_Work order:_ Print the records below word for word, beginning with the first line and ending once the line containing "for (i, topic)" is printed.

_Listed records:_
* * *

//! End-to-end tests for document analysis through the public API.

use narrative::analysis::pipeline::PipelineConfig;
use narrative::analysis::resources::LinguisticResources;
use narrative::analytics::topic::TopicModelType;
use narrative::error::NarrativeError;
use narrative::prelude::*;

const REVIEW: &str = "The new library is excellent and the documentation is wonderful.\n\
    Installing the library took minutes. The examples in the documentation are helpful.\n\
    \n\
    Some error messages were confusing, but the library is still great.";

#[test]
fn test_full_report() -> Result<()> {
    let analyzer = DocumentAnalyzer::new(AnalysisConfig::default())?;
    let report = analyzer.analyze(REVIEW)?;

    assert_eq!(report.stats.line_count, 3);
    assert_eq!(report.stats.sentence_count, 4);
    assert_eq!(report.stats.word_count, REVIEW.split_whitespace().count());

    assert_eq!(report.sentiment.label, SentimentLabel::Positive);
    assert!(report.sentiment.polarity > 0.0 && report.sentiment.polarity <= 1.0);
    assert!((0.0..=1.0).contains(&report.sentiment.subjectivity));

    assert_eq!(report.topics.len(), 5);
    for (i, topic) in report.topics.iter().enumerate() {
        assert_eq!(topic.label, format!("Topic {}", i + 1));
        assert!(topic.terms.split(", ").count() <= 10);
    }

    assert_eq!(report.keywords[0].token, "library");
    assert_eq!(report.keywords[0].count, 3);
    assert!(report.keywords.len() <= 10);

    let summary_sentences = LexRankSummarizer::new().sentences(&report.summary).len();
    assert_eq!(summary_sentences, 3);
    Ok(())
}

#[test]
fn test_custom_config() -> Result<()> {
    let mut config = AnalysisConfig::default();
    config.pipeline = PipelineConfig {
        stem_flag: true,
        ..PipelineConfig::default()
    };
    config.topics.num_topics = 2;
    config.topics.model_type = TopicModelType::Nmf;
    config.topics.top_terms = 3;
    config.keywords.top_n = 2;
    config.summary.sentence_count = 1;

    let report = DocumentAnalyzer::new(config)?.analyze(REVIEW)?;
    assert_eq!(report.topics.len(), 2);
    assert!(report.topics.iter().all(|t| t.terms.split(", ").count() == 3));
    assert_eq!(report.keywords.len(), 2);
    assert_eq!(report.keywords[0].token, "librari");
    assert_eq!(LexRankSummarizer::new().sentences(&report.summary).len(), 1);
    Ok(())
}

#[test]
fn test_injected_resources() -> Result<()> {
    let resources = LinguisticResources::builder()
        .stop_words(["library", "documentation"])
        .build();
    let analyzer = DocumentAnalyzer::with_resources(AnalysisConfig::default(), resources);
    let report = analyzer.analyze(REVIEW)?;

    assert!(!report.processed_text.contains("library "));
    assert!(report.processed_text.contains("The "));
    Ok(())
}

#[test]
fn test_empty_input() {
    let analyzer = DocumentAnalyzer::new(AnalysisConfig::default()).unwrap();
    assert!(matches!(
        analyzer.analyze("\n \t"),
        Err(NarrativeError::Analysis(_))
    ));
}

#[test]
fn test_components_are_total_on_empty_text() {
    assert_eq!(TextPipeline::new(PipelineConfig::default()).process(""), "");
    assert_eq!(text_stats(""), TextStats::default());
    assert_eq!(SentimentAnalyzer::new().analyze("").label, SentimentLabel::Neutral);
    assert!(TopicExtractor::default().topics("").is_empty());
    assert!(KeywordRanker::new().top_keywords("", 10).is_empty());
    assert_eq!(LexRankSummarizer::new().summarize("", 3), "");
    assert_eq!(summary_text("", true), "");
}

#[test]
fn test_report_json_shape() -> Result<()> {
    let report = DocumentAnalyzer::new(AnalysisConfig::default())?.analyze(REVIEW)?;
    let json = serde_json::to_value(&report)?;

    for key in ["processed_text", "stats", "sentiment", "topics", "keywords", "summary"] {
        assert!(json.get(key).is_some(), "missing {key}");
    }
    assert_eq!(json["topics"][0]["label"], "Topic 1");
    assert_eq!(json["keywords"][0]["token"], "library");

    let parsed: AnalysisReport = serde_json::from_value(json)?;
    assert_eq!(parsed, report);
    Ok(())
}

* * *

_Exercise result:_
//! End-to-end tests for document analysis through the public API.

use narrative::analysis::pipeline::PipelineConfig;
use narrative::analysis::resources::LinguisticResources;
use narrative::analytics::topic::TopicModelType;
use narrative::error::NarrativeError;
use narrative::prelude::*;

const REVIEW: &str = "The new library is excellent and the documentation is wonderful.\n\
    Installing the library took minutes. The examples in the documentation are helpful.\n\
    \n\
    Some error messages were confusing, but the library is still great.";

#[test]
fn test_full_report() -> Result<()> {
    let analyzer = DocumentAnalyzer::new(AnalysisConfig::default())?;
    let report = analyzer.analyze(REVIEW)?;

    assert_eq!(report.stats.line_count, 3);
    assert_eq!(report.stats.sentence_count, 4);
    assert_eq!(report.stats.word_count, REVIEW.split_whitespace().count());

    assert_eq!(report.sentiment.label, SentimentLabel::Positive);
    assert!(report.sentiment.polarity > 0.0 && report.sentiment.polarity <= 1.0);
    assert!((0.0..=1.0).contains(&report.sentiment.subjectivity));

    assert_eq!(report.topics.len(), 5);
    for (i, topic) in report.topics.iter().enumerate() {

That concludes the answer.